What the exercise asks ▸ Before you finish, make sure each line of the records has been retyped exactly.

Stored items ▸
/---

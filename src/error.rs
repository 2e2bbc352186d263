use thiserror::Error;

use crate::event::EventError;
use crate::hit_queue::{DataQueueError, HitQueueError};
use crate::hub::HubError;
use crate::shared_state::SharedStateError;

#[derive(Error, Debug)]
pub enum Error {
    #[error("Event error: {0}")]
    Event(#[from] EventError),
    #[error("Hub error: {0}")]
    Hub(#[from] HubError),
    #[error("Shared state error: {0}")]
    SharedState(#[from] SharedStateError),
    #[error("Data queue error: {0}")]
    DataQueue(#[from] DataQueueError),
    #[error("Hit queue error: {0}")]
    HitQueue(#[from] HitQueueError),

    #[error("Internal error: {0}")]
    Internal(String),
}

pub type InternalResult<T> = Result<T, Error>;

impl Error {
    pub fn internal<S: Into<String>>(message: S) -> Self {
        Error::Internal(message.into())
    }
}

\---

Answer for this exercise ▸
filename src/error.rs
repository 2e2bbc352186d263
use thiserror::Error;

use crate::event::EventError;
use crate::hit_queue::{DataQueueError, HitQueueError};
use crate::hub::HubError;
use crate::shared_state::SharedStateError;

#[derive(Error, Debug)]
pub enum Error {
    #[error("Event error: {0}")]
    Event(#[from] EventError),
    #[error("Hub error: {0}")]
    Hub(#[from] HubError),
    #[error("Shared state error: {0}")]
    SharedState(#[from] SharedStateError),
    #[error("Data queue error: {0}")]
    DataQueue(#[from] DataQueueError),
    #[error("Hit queue error: {0}")]
    HitQueue(#[from] HitQueueError),

    #[error("Internal error: {0}")]
    Internal(String),
}

pub type InternalResult<T> = Result<T, Error>;

impl Error {
    pub fn internal<S: Into<String>>(message: S) -> Self {
        Error::Internal(message.into())
    }
}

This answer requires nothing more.